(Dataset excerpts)
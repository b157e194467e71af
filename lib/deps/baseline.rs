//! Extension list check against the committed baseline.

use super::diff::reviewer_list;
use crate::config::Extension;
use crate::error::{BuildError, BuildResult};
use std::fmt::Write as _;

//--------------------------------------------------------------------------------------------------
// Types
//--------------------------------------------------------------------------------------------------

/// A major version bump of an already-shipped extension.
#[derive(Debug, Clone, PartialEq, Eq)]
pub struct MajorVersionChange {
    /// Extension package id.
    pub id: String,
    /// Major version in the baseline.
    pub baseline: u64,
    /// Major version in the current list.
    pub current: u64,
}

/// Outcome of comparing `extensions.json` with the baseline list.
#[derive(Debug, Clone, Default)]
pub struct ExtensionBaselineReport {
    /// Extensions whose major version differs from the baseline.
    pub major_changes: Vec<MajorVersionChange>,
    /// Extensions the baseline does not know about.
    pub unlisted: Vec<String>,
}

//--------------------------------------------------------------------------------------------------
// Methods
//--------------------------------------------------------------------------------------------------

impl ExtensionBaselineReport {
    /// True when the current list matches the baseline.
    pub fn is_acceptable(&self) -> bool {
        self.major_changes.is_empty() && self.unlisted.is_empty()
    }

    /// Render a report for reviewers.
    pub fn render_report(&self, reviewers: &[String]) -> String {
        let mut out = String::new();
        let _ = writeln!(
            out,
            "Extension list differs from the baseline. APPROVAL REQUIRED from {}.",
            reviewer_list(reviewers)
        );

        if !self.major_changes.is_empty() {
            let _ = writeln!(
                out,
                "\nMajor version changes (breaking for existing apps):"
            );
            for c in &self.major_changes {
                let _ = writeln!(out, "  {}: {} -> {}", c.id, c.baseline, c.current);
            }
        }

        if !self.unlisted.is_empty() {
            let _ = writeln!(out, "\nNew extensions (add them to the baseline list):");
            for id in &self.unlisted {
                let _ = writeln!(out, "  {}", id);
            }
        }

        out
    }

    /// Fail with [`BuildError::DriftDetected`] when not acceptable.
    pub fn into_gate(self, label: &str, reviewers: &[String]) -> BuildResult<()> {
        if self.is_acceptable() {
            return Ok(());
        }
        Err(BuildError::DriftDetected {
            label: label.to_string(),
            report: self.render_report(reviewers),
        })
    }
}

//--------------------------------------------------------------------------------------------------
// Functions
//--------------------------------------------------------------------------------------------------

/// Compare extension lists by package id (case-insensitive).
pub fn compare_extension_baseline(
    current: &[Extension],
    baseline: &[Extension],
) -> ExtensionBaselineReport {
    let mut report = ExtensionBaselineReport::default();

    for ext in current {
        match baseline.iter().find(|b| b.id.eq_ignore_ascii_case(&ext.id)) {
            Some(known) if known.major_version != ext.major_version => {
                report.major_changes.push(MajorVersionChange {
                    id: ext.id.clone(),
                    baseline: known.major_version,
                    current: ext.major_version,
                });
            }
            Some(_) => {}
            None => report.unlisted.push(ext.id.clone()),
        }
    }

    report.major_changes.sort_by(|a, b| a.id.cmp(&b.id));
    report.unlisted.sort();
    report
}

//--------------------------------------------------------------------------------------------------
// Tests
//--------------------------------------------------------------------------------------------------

--

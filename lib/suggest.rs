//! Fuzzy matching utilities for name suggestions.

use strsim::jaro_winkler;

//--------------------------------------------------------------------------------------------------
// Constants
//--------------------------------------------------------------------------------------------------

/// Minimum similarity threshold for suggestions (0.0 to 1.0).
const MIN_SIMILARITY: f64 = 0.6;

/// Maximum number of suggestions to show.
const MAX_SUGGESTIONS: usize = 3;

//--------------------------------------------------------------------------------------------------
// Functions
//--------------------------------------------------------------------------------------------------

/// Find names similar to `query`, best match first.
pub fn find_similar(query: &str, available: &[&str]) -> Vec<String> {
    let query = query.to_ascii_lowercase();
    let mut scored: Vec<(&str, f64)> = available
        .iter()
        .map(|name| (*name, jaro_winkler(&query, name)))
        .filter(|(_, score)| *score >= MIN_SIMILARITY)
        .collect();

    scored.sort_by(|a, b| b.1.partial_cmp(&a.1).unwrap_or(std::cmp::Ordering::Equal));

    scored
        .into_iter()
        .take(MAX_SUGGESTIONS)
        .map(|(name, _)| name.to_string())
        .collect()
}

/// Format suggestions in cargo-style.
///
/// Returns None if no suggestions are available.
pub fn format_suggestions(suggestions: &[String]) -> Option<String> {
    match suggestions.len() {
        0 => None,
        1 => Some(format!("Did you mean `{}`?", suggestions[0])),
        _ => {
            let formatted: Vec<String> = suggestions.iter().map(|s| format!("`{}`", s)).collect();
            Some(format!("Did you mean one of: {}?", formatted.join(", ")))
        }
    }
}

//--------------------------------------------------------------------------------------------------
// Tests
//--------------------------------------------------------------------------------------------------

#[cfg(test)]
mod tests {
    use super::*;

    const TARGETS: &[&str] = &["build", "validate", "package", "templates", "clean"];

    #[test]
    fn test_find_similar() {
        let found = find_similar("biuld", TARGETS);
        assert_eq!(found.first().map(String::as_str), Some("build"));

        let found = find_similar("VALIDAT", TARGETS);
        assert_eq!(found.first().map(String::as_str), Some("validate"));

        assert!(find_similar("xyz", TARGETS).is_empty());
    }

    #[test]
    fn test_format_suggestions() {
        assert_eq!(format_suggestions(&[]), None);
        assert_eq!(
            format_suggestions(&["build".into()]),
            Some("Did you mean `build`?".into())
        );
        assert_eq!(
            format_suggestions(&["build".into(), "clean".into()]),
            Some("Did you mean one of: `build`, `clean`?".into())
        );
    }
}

# [WORK TO COMPLETE]
Please reproduce the lines from the line with "let mut out = String::new();" to the line with "for id in &self.unlisted", both ends included, exactly as they appear above.

# [ANSWER TO THE EXERCISE]
        let mut out = String::new();
        let _ = writeln!(
            out,
            "Extension list differs from the baseline. APPROVAL REQUIRED from {}.",
            reviewer_list(reviewers)
        );

        if !self.major_changes.is_empty() {
            let _ = writeln!(
                out,
                "\nMajor version changes (breaking for existing apps):"
            );
            for c in &self.major_changes {
                let _ = writeln!(out, "  {}: {} -> {}", c.id, c.baseline, c.current);
            }
        }

        if !self.unlisted.is_empty() {
            let _ = writeln!(out, "\nNew extensions (add them to the baseline list):");
            for id in &self.unlisted {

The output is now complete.